A Cross-Cohort Validated Plasma Lipid Biomarker Assay for Early Breast Cancer Detection Using Machine Learning

Huang, T.; Koch, F. C.; Peake, D. A.; Adam, K.-P.; David, M.; Li, D.; Heffernan, K.; Lim, A.; Hurrell, J. G.; Preston, S.; Baterseh, A.; Vafaee, F.

2026-04-23 oncology 10.64898/2026.04.23.26351564 medRxiv

Top 1%

0.4%

Show abstract

Early detection of breast cancer remains essential for improving clinical outcomes, and complementary non-invasive approaches are needed to support existing screening methods, particularly for women with dense breast tissue. We have previously reported plasma lipid biomarker discovery using untargeted high-resolution liquid chromatography tandem mass spectrometry (LC-MS/MS). In this study, we performed biomarker confirmation and developed machine-learning models applied to targeted plasma lipid measurements for the non-invasive detection of early-stage breast cancer across international cohorts with independent external validation.
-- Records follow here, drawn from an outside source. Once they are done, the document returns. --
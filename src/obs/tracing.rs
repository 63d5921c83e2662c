// self
use crate::{_prelude::*, obs::RenewalPhase};

/// Type alias that resolves to an instrumented future when tracing is enabled.
#[cfg(feature = "tracing")]
pub type InstrumentedRenewal<F> = tracing::instrument::Instrumented<F>;
/// Passthrough future type when tracing is disabled.
#[cfg(not(feature = "tracing"))]
pub type InstrumentedRenewal<F> = F;

/// A span builder used by the renewal coordinator.
#[derive(Clone, Debug)]
pub struct RenewalSpan {
	#[cfg(feature = "tracing")]
	span: tracing::Span,
}
impl RenewalSpan {
	/// Creates a new span tagged with the provided stage.
	pub fn new(stage: &'static str) -> Self {
		#[cfg(feature = "tracing")]
		{
			let span = tracing::info_span!("reauth_gate.renewal", stage);

			Self { span }
		}
		#[cfg(not(feature = "tracing"))]
		{
			let _ = stage;

			Self {}
		}
	}

	/// Instruments an async block without holding a guard across `.await` points.
	pub fn instrument<Fut>(&self, fut: Fut) -> InstrumentedRenewal<Fut>
	where
		Fut: Future,
	{
		#[cfg(feature = "tracing")]
		{
			use tracing::Instrument;

			fut.instrument(self.span.clone())
		}
		#[cfg(not(feature = "tracing"))]
		{
			fut
		}
	}
}

/// Emits one diagnostic event for a phase transition (when tracing is enabled).
pub(crate) fn emit_phase_event(phase: RenewalPhase, cause: Option<&(dyn StdError + 'static)>) {
	#[cfg(feature = "tracing")]
	{
		match phase {
			RenewalPhase::Refreshing | RenewalPhase::Success =>
				tracing::debug!(phase = phase.as_str(), "credential renewal phase changed"),
			RenewalPhase::Failed | RenewalPhase::Error => tracing::warn!(
				phase = phase.as_str(),
				cause = cause.map(tracing::field::display),
				"credential renewal phase changed"
			),
		}
	}

	#[cfg(not(feature = "tracing"))]
	{
		let _ = (phase, cause);
	}
}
Targeted LC-MS/MS was used to quantify candidate lipid panels in plasma samples from European discovery cohorts (n = 554) and an independent Australian cohort (n = 266) used for external validation. Data-driven feature selection identified a 15-lipid panel with strong performance in European cohorts (AUC >= 0.94). External validation prior to confidence stratification yielded 76% sensitivity, 64% specificity, and an AUC of 0.81 in the Australian validation cohort. Clinical assay development requires iterative panel and model testing to support translational feasibility and performance in the intended-use population. An analytically viable panel, excluding lipids requiring complex and costly synthesis, achieved comparable accuracy with improved assay robustness. Confidence-based analysis showed enhanced performance for predictions made with moderate to high confidence, with sensitivity up to 89% and AUC up to 0.85, suggesting that ongoing research should focus on strategies to enhance diagnostic model confidence. Importantly, model predictions were independent of breast density, tumour size, grade, subtype, and morphology, indicating biological specificity of the lipid signature. These results demonstrate that calibrated machine-learning models applied to plasma lipid biomarkers can support non-invasive breast cancer detection. Expanding training datasets to include greater diversity will further improve performance in the ongoing development of this lipid-based detection approach.